_What this task involves_: Which of the lines below holds the string "Duration"? Copy every line that does.

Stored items

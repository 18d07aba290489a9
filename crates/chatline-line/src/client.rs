// SPDX-FileCopyrightText: 2026 Chatline Contributors
// SPDX-License-Identifier: MIT OR Apache-2.0

//! HTTP client for the reply and push endpoints.

use std::time::Duration;

use chatline_core::ChatlineError;
use reqwest::header::{AUTHORIZATION, HeaderMap, HeaderValue};
use serde::{Deserialize, Serialize};
use tracing::{debug, warn};

/// The Messaging API rejects requests carrying more messages than this.
pub const MAX_MESSAGES_PER_REQUEST: usize = 5;

/// The Messaging API rejects text messages longer than this (in characters).
pub const MAX_TEXT_CHARS: usize = 5000;

#[derive(Debug, Clone, PartialEq, Serialize)]
pub struct TextMessage {
    #[serde(rename = "type")]
    pub message_type: &'static str,
    pub text: String,
}

impl TextMessage {
    pub fn new(text: impl Into<String>) -> Self {
        Self {
            message_type: "text",
            text: text.into(),
        }
    }
}

#[derive(Debug, Serialize)]
#[serde(rename_all = "camelCase")]
struct ReplyRequest<'a> {
    reply_token: &'a str,
    messages: &'a [TextMessage],
}

#[derive(Debug, Serialize)]
struct PushRequest<'a> {
    to: &'a str,
    messages: &'a [TextMessage],
}

/// Error body returned by the Messaging API.
#[derive(Debug, Deserialize)]
struct ApiError {
    message: String,
    #[serde(default)]
    details: Vec<ApiErrorDetail>,
}

#[derive(Debug, Deserialize)]
struct ApiErrorDetail {
    #[serde(default)]
    message: String,
    #[serde(default)]
    property: String,
}

/// Thin client over `/v2/bot/message/{reply,push}`.
#[derive(Debug, Clone)]
pub struct LineClient {
    client: reqwest::Client,
    base_url: String,
}

impl LineClient {
    pub fn new(
        channel_access_token: &str,
        base_url: &str,
        timeout: Duration,
    ) -> Result<Self, ChatlineError> {
        let mut auth = HeaderValue::from_str(&format!("Bearer {channel_access_token}"))
            .map_err(|e| ChatlineError::Config(format!("invalid channel access token: {e}")))?;
        auth.set_sensitive(true);
        let mut headers = HeaderMap::new();
        headers.insert(AUTHORIZATION, auth);

        let client = reqwest::Client::builder()
            .default_headers(headers)
            .timeout(timeout)
            .build()
            .map_err(|e| ChatlineError::Channel {
                message: format!("failed to build HTTP client: {e}"),
                source: Some(Box::new(e)),
            })?;

        Ok(Self {
            client,
            base_url: base_url.trim_end_matches('/').to_string(),
        })
    }

    pub async fn reply(
        &self,
        reply_token: &str,
        messages: &[TextMessage],
    ) -> Result<(), ChatlineError> {
        let body = ReplyRequest {
            reply_token,
            messages,
        };
        self.post("/v2/bot/message/reply", &body).await
    }

    pub async fn push(&self, to: &str, messages: &[TextMessage]) -> Result<(), ChatlineError> {
        let body = PushRequest { to, messages };
        self.post("/v2/bot/message/push", &body).await
    }

    /// `GET /v2/bot/info`, used as a health probe.
    pub async fn bot_info(&self) -> Result<serde_json::Value, ChatlineError> {
        let response = self
            .client
            .get(format!("{}/v2/bot/info", self.base_url))
            .send()
            .await
            .map_err(request_failed)?;
        let status = response.status();
        if !status.is_success() {
            let text = response.text().await.unwrap_or_default();
            return Err(api_error(status, &text));
        }
        response.json().await.map_err(request_failed)
    }

    async fn post<B: Serialize>(&self, endpoint: &str, body: &B) -> Result<(), ChatlineError> {
        let response = self
            .client
            .post(format!("{}{endpoint}", self.base_url))
            .json(body)
            .send()
            .await
            .map_err(request_failed)?;

        let status = response.status();
        debug!(status = %status, endpoint, "messaging API response");
        if status.is_success() {
            return Ok(());
        }
        let text = response.text().await.unwrap_or_default();
        Err(api_error(status, &text))
    }
}

/// Applies the per-request limits: drops empty texts, keeps at most
/// [`MAX_MESSAGES_PER_REQUEST`], and truncates each to [`MAX_TEXT_CHARS`].
pub fn prepare_messages(texts: &[String]) -> Vec<TextMessage> {
    let non_empty: Vec<&String> = texts.iter().filter(|t| !t.trim().is_empty()).collect();
    if non_empty.len() < texts.len() {
        debug!(dropped = texts.len() - non_empty.len(), "dropping empty messages");
    }
    if non_empty.len() > MAX_MESSAGES_PER_REQUEST {
        warn!(
            count = non_empty.len(),
            limit = MAX_MESSAGES_PER_REQUEST,
            "too many messages for one request, extra messages dropped"
        );
    }

    non_empty
        .into_iter()
        .take(MAX_MESSAGES_PER_REQUEST)
        .map(|text| {
            let chars = text.chars().count();
            if chars > MAX_TEXT_CHARS {
                warn!(chars, limit = MAX_TEXT_CHARS, "message text truncated");
                TextMessage::new(text.chars().take(MAX_TEXT_CHARS).collect::<String>())
            } else {
                TextMessage::new(text.as_str())
            }
        })
        .collect()
}

fn request_failed(e: reqwest::Error) -> ChatlineError {
    ChatlineError::Channel {
        message: format!("messaging API request failed: {e}"),
        source: Some(Box::new(e)),
    }
}

fn api_error(status: reqwest::StatusCode, body: &str) -> ChatlineError {
    let message = match serde_json::from_str::<ApiError>(body) {
        Ok(err) if err.details.is_empty() => format!("messaging API {status}: {}", err.message),
        Ok(err) => {
            let details: Vec<String> = err
                .details
                .iter()
                .map(|d| format!("{}: {}", d.property, d.message))
                .collect();
            format!(
                "messaging API {status}: {} ({})",
                err.message,
                details.join("; ")
            )
        }
        Err(_) => format!("messaging API {status}: {body}"),
    };
    ChatlineError::Channel {
        message,
        source: None,
    }
}

#[cfg(test)]
mod tests {
    use super::*;
    use wiremock::matchers::{body_json, header, method, path};
    use wiremock::{Mock, MockServer, ResponseTemplate};

    fn client(server: &MockServer) -> LineClient {
        LineClient::new("access-token", &server.uri(), Duration::from_secs(5)).unwrap()
    }

    #[tokio::test]
    async fn reply_posts_token_and_messages() {
        let server = MockServer::start().await;
        Mock::given(method("POST"))
            .and(path("/v2/bot/message/reply"))
            .and(header("authorization", "Bearer access-token"))
            .and(body_json(serde_json::json!({
                "replyToken": "rt-1",
                "messages": [{"type": "text", "text": "hello"}]
            })))
            .respond_with(ResponseTemplate::new(200).set_body_json(serde_json::json!({})))
            .expect(1)
            .mount(&server)
            .await;

        client(&server)
            .reply("rt-1", &[TextMessage::new("hello")])
            .await
            .unwrap();
    }

    #[tokio::test]
    async fn push_posts_recipient() {
        let server = MockServer::start().await;
        Mock::given(method("POST"))
            .and(path("/v2/bot/message/push"))
            .and(body_json(serde_json::json!({
                "to": "U1",
                "messages": [{"type": "text", "text": "Good night!"}]
            })))
            .respond_with(ResponseTemplate::new(200))
            .expect(1)
            .mount(&server)
            .await;

        client(&server)
            .push("U1", &[TextMessage::new("Good night!")])
            .await
            .unwrap();
    }

    #[tokio::test]
    async fn api_error_details_are_reported() {
        let server = MockServer::start().await;
        Mock::given(method("POST"))
            .and(path("/v2/bot/message/reply"))
            .respond_with(ResponseTemplate::new(400).set_body_json(serde_json::json!({
                "message": "Invalid reply token"
            })))
            .mount(&server)
            .await;

        let err = client(&server)
            .reply("expired", &[TextMessage::new("x")])
            .await
            .unwrap_err();
        assert!(matches!(err, ChatlineError::Channel { .. }));
        assert!(err.to_string().contains("Invalid reply token"), "got: {err}");
    }

    #[test]
    fn prepare_messages_caps_count() {
        let texts: Vec<String> = (0..7).map(|i| format!("m{i}")).collect();
        let prepared = prepare_messages(&texts);
        assert_eq!(prepared.len(), MAX_MESSAGES_PER_REQUEST);
        assert_eq!(prepared[4].text, "m4");
    }

    #[test]
    fn prepare_messages_truncates_on_char_boundary() {
        let long = "あ".repeat(MAX_TEXT_CHARS + 10);
        let prepared = prepare_messages(&[long]);
        assert_eq!(prepared[0].text.chars().count(), MAX_TEXT_CHARS);
    }

    #[test]
    fn prepare_messages_drops_empty_texts() {
        let prepared = prepare_messages(&["".into(), "ok".into(), "  ".into()]);
        assert_eq!(prepared, vec![TextMessage::new("ok")]);
    }
}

_Task answer_:
use std::time::Duration;
        timeout: Duration,
        LineClient::new("access-token", &server.uri(), Duration::from_secs(5)).unwrap()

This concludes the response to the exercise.